ACTION ITEM — Each entry listed below should be reproduced word for word.
*** WORKING DATA
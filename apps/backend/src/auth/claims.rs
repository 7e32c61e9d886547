//! Identity claims carried inside access tokens.

use serde::{Deserialize, Serialize};
use serde_json::{Map, Value};

/// Claim names the token service owns; callers cannot supply them.
pub const RESERVED_CLAIMS: [&str; 2] = ["iat", "exp"];

/// Decoded, verified identity. Inserted into request extensions by `AuthGate`.
#[derive(Debug, Clone, PartialEq, Serialize, Deserialize)]
pub struct IdentityClaim {
    /// Owner identifier compared against inventory `email`
    pub email: String,
    /// Issued-at (seconds since epoch)
    pub iat: i64,
    /// Expiry (seconds since epoch)
    pub exp: i64,
    /// Any other fields the caller asked to embed, kept verbatim
    #[serde(flatten)]
    pub extra: Map<String, Value>,
}

/// Body of `POST /createToken`.
#[derive(Debug, Clone, Default, PartialEq, Serialize, Deserialize)]
pub struct ClaimRequest {
    #[serde(default)]
    pub email: String,
    #[serde(flatten)]
    pub extra: Map<String, Value>,
}

impl ClaimRequest {
    pub fn new(email: impl Into<String>) -> Self {
        Self {
            email: email.into(),
            extra: Map::new(),
        }
    }

    /// Caller-supplied extras minus the reserved claim names.
    pub fn extra_claims(&self) -> Map<String, Value> {
        self.extra
            .iter()
            .filter(|(key, _)| !RESERVED_CLAIMS.contains(&key.as_str()))
            .map(|(key, value)| (key.clone(), value.clone()))
            .collect()
    }
}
******
ANSWER TO THE EXERCISE —
filename apps/backend/src/auth/claims.rs
repository 7e32c61e9d886547
//! Identity claims carried inside access tokens.

use serde::{Deserialize, Serialize};
use serde_json::{Map, Value};

/// Claim names the token service owns; callers cannot supply them.
pub const RESERVED_CLAIMS: [&str; 2] = ["iat", "exp"];

/// Decoded, verified identity. Inserted into request extensions by `AuthGate`.
#[derive(Debug, Clone, PartialEq, Serialize, Deserialize)]
pub struct IdentityClaim {
    /// Owner identifier compared against inventory `email`
    pub email: String,
    /// Issued-at (seconds since epoch)
    pub iat: i64,
    /// Expiry (seconds since epoch)
    pub exp: i64,
    /// Any other fields the caller asked to embed, kept verbatim
    #[serde(flatten)]
    pub extra: Map<String, Value>,
}

/// Body of `POST /createToken`.
#[derive(Debug, Clone, Default, PartialEq, Serialize, Deserialize)]
pub struct ClaimRequest {
    #[serde(default)]
    pub email: String,
    #[serde(flatten)]
    pub extra: Map<String, Value>,
}

impl ClaimRequest {
    pub fn new(email: impl Into<String>) -> Self {
        Self {
            email: email.into(),
            extra: Map::new(),
        }
    }

    /// Caller-supplied extras minus the reserved claim names.
    pub fn extra_claims(&self) -> Map<String, Value> {
        self.extra
            .iter()
            .filter(|(key, _)| !RESERVED_CLAIMS.contains(&key.as_str()))
            .map(|(key, value)| (key.clone(), value.clone()))
            .collect()
    }
}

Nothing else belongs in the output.